La importancia de la información

La modernidad en Nicaragua y el acceso al conocimiento ha funcionado para los más ricos, para aquellos que pueden pagar por la información y acceden a tecnologías que les facilitan sus procesos, su planificación y toma de decisiones asertivas. Lamentablemente, la sociedad nicaragüense está compuesta por una masa poblacional ajena a los adelantos y la información que la modernidad puede proveer.

La planificación y creación de políticas responsables para coadyuvar al orden institucional y empresarial requieren del acceso sin restricciones a información clara, detallada y veraz. La mentira previa del desarrollo que nos vendía la alianza entre la empresa privada y el gobierno estaba generando resultados solamente para los empresarios y la jerarquía política.

La clase media nicaragüense quedó expuesta a la inseguridad económica y el desempleo. Los cambios esperados en el desarrollo quedaron relegados a información estadística cuestionable. La injusticia social estaba abonando al germen del descontento social que se vio evidenciado en la crisis sociopolítica nacional.

En resumen, ¿estamos manteniendo vigente un modelo desarrollado en el siglo XX el cual es obsoleto que alimenta la pobreza? ¿Continuaremos labrando sobre el hielo y obteniendo resultados lamentables a cambio de un gran esfuerzo colectivo?

La alternativa: Un cambio de mentalidad

Debemos aprovechar el contexto político para reconstruir un país moderno que se enfoque en el conocimiento como base para llevar a las personas a niveles adecuados de acceso a educación, información y recursos para ampliar la vía hacia el desarrollo sostenible. La ignorancia es uno de los elementos más relevantes que sustenta la deformación social, política y humana que induce hacia nuestro comportamiento autodestructivo, dependiente, al caudillismo idólatra, entre otros males.

Nicaragua necesita una nueva generación de ciudadanos comprometidos con los valores, el compromiso y la integridad que fomenten la construcción de una sociedad ejemplar, proclive a la construcción de una nación moderna, donde el respeto a la dignidad e integridad humana, sean las premisas determinantes de la transición del pasado, al futuro, del ostracismo a la proyección mundial y de la ignorancia hacia la ciencia del desarrollo.
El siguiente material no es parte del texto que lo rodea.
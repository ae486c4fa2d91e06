use std::time::Duration;

use thiserror::Error;

/// Failure of a single probe. Always caught at the probe boundary and turned
/// into a sentinel field value; never aborts a scan on its own.
#[derive(Error, Debug)]
pub enum ProbeError {
    #[error("probe timed out after {0:?}")]
    Timeout(Duration),

    #[error("probe unavailable: {0}")]
    Unavailable(String),

    #[error("unexpected probe output: {0}")]
    Parse(String),

    #[error("probe I/O error: {0}")]
    Io(#[from] std::io::Error),
}

/// Failure of the scan run as a whole. Surfaces to the caller together with an
/// empty device list.
#[derive(Error, Debug)]
pub enum ScanError {
    #[error("no usable local network interface: {0}")]
    NetworkUnreachable(String),

    #[error("host discovery failed: {0}")]
    OrchestrationFault(#[source] ProbeError),
}

#[derive(Error, Debug)]
pub enum RepositoryError {
    #[error("database error: {0}")]
    Sqlite(#[from] rusqlite::Error),

    #[error("database connection lock poisoned")]
    Poisoned,

    #[error("repository task failed: {0}")]
    Join(#[from] tokio::task::JoinError),
}
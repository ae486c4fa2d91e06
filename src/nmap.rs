use std::net::IpAddr;

use serde::Deserialize;

use crate::error::ProbeError;

/// Partial nmap XML (`-oX -`) schema.
///
/// Only models the parts the probes read; everything else in the document is
/// ignored by the deserializer.
#[derive(Debug, Deserialize, Default)]
pub struct NmapRun {
    #[serde(rename = "host", default)]
    pub hosts: Vec<Host>,
}

#[derive(Debug, Deserialize)]
pub struct Host {
    #[serde(rename = "address", default)]
    pub addresses: Vec<Address>,

    #[serde(default)]
    pub status: Option<Status>,

    #[serde(default)]
    pub hostnames: Option<Hostnames>,

    #[serde(default)]
    pub ports: Option<Ports>,

    #[serde(default)]
    pub os: Option<Os>,

    #[serde(default)]
    pub hostscript: Option<HostScript>,
}

#[derive(Debug, Deserialize)]
pub struct Address {
    #[serde(rename = "@addr")]
    pub addr: String,
    #[serde(rename = "@addrtype")]
    pub addr_type: String,
}

#[derive(Debug, Deserialize)]
pub struct Status {
    #[serde(rename = "@state")]
    pub state: String,
}

#[derive(Debug, Deserialize)]
pub struct Hostnames {
    #[serde(rename = "hostname", default)]
    pub hostnames: Vec<Hostname>,
}

#[derive(Debug, Deserialize)]
pub struct Hostname {
    #[serde(rename = "@name")]
    pub name: String,
}

#[derive(Debug, Deserialize)]
pub struct Ports {
    #[serde(rename = "port", default)]
    pub ports: Vec<Port>,
}

#[derive(Debug, Deserialize)]
pub struct Port {
    #[serde(rename = "@portid")]
    pub portid: u16,
    #[serde(rename = "@protocol")]
    pub protocol: String,
    pub state: PortState,
    #[serde(default)]
    pub service: Option<Service>,
}

#[derive(Debug, Deserialize)]
pub struct PortState {
    #[serde(rename = "@state")]
    pub state: String,
}

#[derive(Debug, Deserialize)]
pub struct Service {
    #[serde(rename = "@name", default)]
    pub name: Option<String>,
}

#[derive(Debug, Deserialize)]
pub struct Os {
    #[serde(rename = "osmatch", default)]
    pub matches: Vec<OsMatch>,
}

#[derive(Debug, Deserialize)]
pub struct OsMatch {
    #[serde(rename = "@name")]
    pub name: String,
    #[serde(rename = "@accuracy")]
    pub accuracy: u8,
}

#[derive(Debug, Deserialize)]
pub struct HostScript {
    #[serde(rename = "script", default)]
    pub scripts: Vec<Script>,
}

#[derive(Debug, Deserialize)]
pub struct Script {
    #[serde(rename = "@id")]
    pub id: String,
    #[serde(rename = "@output", default)]
    pub output: String,
}

/// Parse the XML report nmap writes to stdout.
pub fn parse(xml: &str) -> Result<NmapRun, ProbeError> {
    if xml.trim().is_empty() {
        return Err(ProbeError::Parse("nmap produced no output".into()));
    }
    quick_xml::de::from_str(xml).map_err(|e| ProbeError::Parse(format!("nmap XML: {e}")))
}

impl NmapRun {
    pub fn host(&self, ip: IpAddr) -> Option<&Host> {
        self.hosts.iter().find(|h| h.ip() == Some(ip))
    }
}

impl Host {
    /// The host's IP address (the `ipv4`/`ipv6` entry, not the MAC one).
    pub fn ip(&self) -> Option<IpAddr> {
        self.addresses
            .iter()
            .filter(|a| a.addr_type == "ipv4" || a.addr_type == "ipv6")
            .find_map(|a| a.addr.parse().ok())
    }

    pub fn is_up(&self) -> bool {
        self.status.as_ref().is_some_and(|s| s.state == "up")
    }

    pub fn hostname(&self) -> Option<&str> {
        self.hostnames
            .as_ref()?
            .hostnames
            .iter()
            .map(|h| h.name.trim())
            .find(|n| !n.is_empty())
    }

    pub fn tcp_ports(&self) -> impl Iterator<Item = &Port> {
        self.ports
            .iter()
            .flat_map(|p| p.ports.iter())
            .filter(|p| p.protocol == "tcp")
    }

    pub fn tcp_port(&self, port: u16) -> Option<&Port> {
        self.tcp_ports().find(|p| p.portid == port)
    }

    /// Highest-accuracy OS guess. Ties keep the first listed match.
    pub fn best_os_match(&self) -> Option<&OsMatch> {
        self.os
            .as_ref()?
            .matches
            .iter()
            .rev()
            .max_by_key(|m| m.accuracy)
    }

    pub fn script_output(&self, id: &str) -> Option<&str> {
        self.hostscript
            .as_ref()?
            .scripts
            .iter()
            .find(|s| s.id == id)
            .map(|s| s.output.as_str())
    }
}
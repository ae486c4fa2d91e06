use std::net::IpAddr;
use std::sync::Arc;
use std::time::Duration;

use async_trait::async_trait;
use ipnet::Ipv4Net;
use tracing::debug;

use crate::error::ProbeError;
use crate::nmap;
use crate::probe::{CommandRunner, ProbeCommand};

/// Extra time granted to the scanner process beyond its own host timeout.
pub const PROCESS_GRACE: Duration = Duration::from_secs(5);

/// Sweeps a range for live hosts.
#[async_trait]
pub trait HostDiscoverer: Send + Sync {
    /// Addresses in `range` that answered. No responders is `Ok(vec![])`.
    async fn discover(&self, range: Ipv4Net) -> Result<Vec<IpAddr>, ProbeError>;
}

/// Ping-style sweep (`nmap -sn`) without any port connects.
pub struct NmapDiscoverer {
    runner: Arc<dyn CommandRunner>,
    host_timeout: Duration,
}

impl NmapDiscoverer {
    pub fn new(runner: Arc<dyn CommandRunner>, host_timeout: Duration) -> Self {
        Self {
            runner,
            host_timeout,
        }
    }
}

#[async_trait]
impl HostDiscoverer for NmapDiscoverer {
    async fn discover(&self, range: Ipv4Net) -> Result<Vec<IpAddr>, ProbeError> {
        let cmd = ProbeCommand::nmap([
            "-sn".to_string(),
            "--host-timeout".to_string(),
            format!("{}s", self.host_timeout.as_secs()),
            range.to_string(),
        ]);
        let xml = self
            .runner
            .run(&cmd, self.host_timeout + PROCESS_GRACE)
            .await?;
        let hosts = live_hosts(&nmap::parse(&xml)?, range);
        debug!(%range, count = hosts.len(), "sweep finished");
        Ok(hosts)
    }
}

/// Up hosts from a sweep report that fall inside `range`, deduplicated, in report order.
pub fn live_hosts(run: &nmap::NmapRun, range: Ipv4Net) -> Vec<IpAddr> {
    let mut out: Vec<IpAddr> = Vec::new();
    for ip in run.hosts.iter().filter(|h| h.is_up()).filter_map(|h| h.ip()) {
        let in_range = match ip {
            IpAddr::V4(v4) => range.contains(&v4),
            IpAddr::V6(_) => false,
        };
        if in_range && !out.contains(&ip) {
            out.push(ip);
        }
    }
    out
}
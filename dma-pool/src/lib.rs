//! DMA-coherent memory for host/adapter shared structures.
//!
//! A [`DmaRegion`] pairs the CPU view of a block with the bus address the
//! device uses for the same bytes. Drivers obtain regions from a
//! [`DmaAllocator`]; the allocator is the only component that knows how the
//! two address spaces relate.
//!
//! [`HostDmaAllocator`] backs regions with ordinary host memory and hands out
//! synthetic 32-bit bus addresses, which is what the adapter firmware can
//! represent on the wire.

pub mod allocator;
pub mod region;

pub use allocator::{DmaAllocator, DmaError, HostDmaAllocator};
pub use region::DmaRegion;

/// Page size assumed for DMA placement.
pub const PAGE_SIZE: usize = 4096;
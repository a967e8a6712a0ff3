//! Memory barriers.
//!
//! The host and the adapter share the communication region without any
//! common lock, so these are what order entry writes against index updates
//! and doorbell rings.

use core::sync::atomic::{fence, Ordering};

/// Store fence - all prior stores are visible before any later store.
///
/// Use before publishing a producer index or ringing a doorbell.
#[inline]
pub fn sfence() {
    fence(Ordering::Release);
}

/// Load fence - all prior loads complete before subsequent loads.
///
/// Use after reading an adapter-written index, before reading the entry.
#[inline]
pub fn lfence() {
    fence(Ordering::Acquire);
}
¿Será posible que los grandes consorcios y organismos que administran los recursos técnicos para mejorar los sectores productivos cambien su enfoque y estrategias hacia la sostenibilidad (CI) y mayor impacto en la calidad de vida y desarrollo humano de nuestros productores?

¡El reto comienza ahora…!

El autor es especialista en desarrollo sostenible territorial y rural.